We didn't know that we were supposed to bring warm clothes, so we had to borrow them from the biologists. We had to put on really big adult clothes and they looked so funny on us everyone around us laughed. Then we had to get in some hammocks to sleep until 10:00 pm, the time we would start looking for turtles. Here's where we slept:



But Ariane the biologist wanted us to help her. We got out of the hammocks in the turtle camp inside Barra La Cruz to free four leatherbacks and lots of black turtles. We also checked the temperature of the sand where the eggs were. Here's Ariane and me looking at the nest:



Then we went to the beach and dumped out a bucket to let the turtles out. The leatherbacks and black turtles scrambled into the sea.

After that we went back to the hammocks. In a few hours we woke up. We went on an ATV and drove to this pit to let more baby turtles free. There was one leatherback and a lot of Olive Ridleys. Then we walked back to the ATV and drove to look for grown turtles nesting. Here is the ATV we patrolled with:



This is me holding a baby leatherback:



These are baby Olive Ridleys departing to the sea:



We zoomed around in the ATV looking for turtles. Taking naps along the way. After the third nap we found an Olive Ridley trying to nest! We watched it for about 20 minutes. But it couldn’t make a nest because the sand was too dry. So it went back to the sea.

Than we zoomed a little more. But we didn’t find any more turtles so at 4:00 in the morning we went back to the turtle camp. We went back to sleep.

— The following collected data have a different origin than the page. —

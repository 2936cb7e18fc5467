//! Code colour table
//!
//! Token colours are plain data: a map from highlight scope to CSS colour,
//! turned into a stylesheet for the presentation layer. Nothing in the renderer
//! depends on it.
//!
//! Keys are dotted scope paths (`keyword`, `entity.name.function`). The
//! highlighter tags each token with every word of its scope, so a key becomes
//! a compound class selector and a longer path outranks a shorter one.

use indexmap::IndexMap;
use serde::{Deserialize, Serialize};

/// Background shared by code blocks and inline code
const CODE_BACKGROUND: &str = "#263238";

/// Ordered token class -> colour table
#[derive(Debug, Clone, PartialEq, Eq, Serialize, Deserialize)]
#[serde(transparent)]
pub struct StyleMap {
    tokens: IndexMap<String, String>,
}

impl Default for StyleMap {
    fn default() -> Self {
        let tokens = [
            ("keyword", "#c792ea"),
            ("storage", "#c792ea"),
            ("string", "#c3e88d"),
            ("comment", "#546e7a"),
            ("punctuation", "#89ddff"),
            ("entity", "#ffcb6b"),
            ("keyword.operator", "#ffcb6b"),
            ("markup.underline.link", "#ffcb6b"),
            ("markup.inserted", "#c3e88d"),
            ("constant.numeric", "#f78c6c"),
            ("entity.name.function", "#82aaff"),
            ("support.function", "#82aaff"),
            ("variable.function", "#82aaff"),
        ]
        .into_iter()
        .map(|(k, v)| (k.to_string(), v.to_string()))
        .collect();

        Self { tokens }
    }
}

impl StyleMap {
    /// An empty table
    pub fn empty() -> Self {
        Self {
            tokens: IndexMap::new(),
        }
    }

    /// Default palette with `overrides` applied on top
    pub fn with_overrides(overrides: &IndexMap<String, String>) -> Self {
        let mut map = Self::default();
        for (token, colour) in overrides {
            map.set(token, colour);
        }
        map
    }

    pub fn set(&mut self, token: &str, colour: &str) {
        self.tokens.insert(token.to_string(), colour.to_string());
    }

    pub fn get(&self, token: &str) -> Option<&str> {
        self.tokens.get(token).map(String::as_str)
    }

    pub fn len(&self) -> usize {
        self.tokens.len()
    }

    pub fn is_empty(&self) -> bool {
        self.tokens.is_empty()
    }

    /// Stylesheet for code blocks, inline code and highlighted tokens
    pub fn to_css(&self) -> String {
        let mut css = format!(
            r#".code-span {{
  background-color: {bg};
  color: #f8f8f2;
  padding: 0.2em 0.2em;
  border-radius: 4px;
  font-family: monospace;
}}

pre.line-numbers {{
  position: relative;
  background-color: {bg};
  color: #eeffff;
  padding: 1em 1em 1em 3.8em;
  border-radius: 4px;
  font-family: "Fira Code", "Consolas", "Monaco", "Courier New", Courier, monospace;
  font-size: 0.9em;
  white-space: pre-wrap;
  overflow-x: auto;
  line-height: 1.5;
}}

pre.line-numbers .line-numbers-rows {{
  position: absolute;
  top: 1em;
  left: 0;
  width: 3em;
  pointer-events: none;
  counter-reset: linenumber;
  border-right: 1px solid #546e7a;
}}

pre.line-numbers .line-numbers-rows > span {{
  display: block;
  counter-increment: linenumber;
}}

pre.line-numbers .line-numbers-rows > span::before {{
  content: counter(linenumber);
  display: block;
  padding-right: 0.8em;
  text-align: right;
  color: #546e7a;
}}
"#,
            bg = CODE_BACKGROUND
        );

        for (token, colour) in &self.tokens {
            css.push_str(&format!(
                "\npre.line-numbers {} {{\n  color: {};\n}}\n",
                selector(token),
                colour
            ));
        }

        css.push_str(
            "\n@media (max-width: 768px) {\n  pre.line-numbers {\n    font-size: 0.8em;\n    padding: 0.5em 0.5em 0.5em 3.8em;\n  }\n}\n",
        );
        css
    }
}

/// `entity.name.function` -> `.entity.name.function`
fn selector(token: &str) -> String {
    token
        .split(|c: char| c == '.' || c.is_whitespace())
        .filter(|word| !word.is_empty())
        .map(|word| format!(".{}", word))
        .collect()
}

We all got up at about 8:00, had breakfast and freed some more baby turtles. Here's Maya carrying a crate full of baby turtles.



We said good bye to everyone.

4 comments:

Connor McElwee said...

Hi Kai!

Cool turtles! How long are they?

Have you seen any bowhead whales?

What are you doing right now?

Your friend,

Connor

kairayle said...

Hi Connor,
Green turtles can grow up to 2 to 3 feet but as babies they fit in my hand.
Olive Ridley turtles are 1 to 2 feet.
Hawksbill turtles are 2to3 feet long.
Leatherbacks are the biggest sea turtles in the world!! and when they are full grown they can range 7to 8 feet long.
We have not seen any bowhead whales.
Right now we are in Oaxaca and there are lots of chocolate factories!
Kai.

Seven C's said...

Absolutely too cool! We would love to be able to do that. I know that our kids would love to see the turtles and to be able to help release them would be almost beyond their dreams!
Great Job!

javieth said...

I love this blog, is really amazing. The turtles are my favorite animal because they are quiet and they never represent a danger for anybody. This is the main reason why i love it. And how big they can be. Simply wonderful.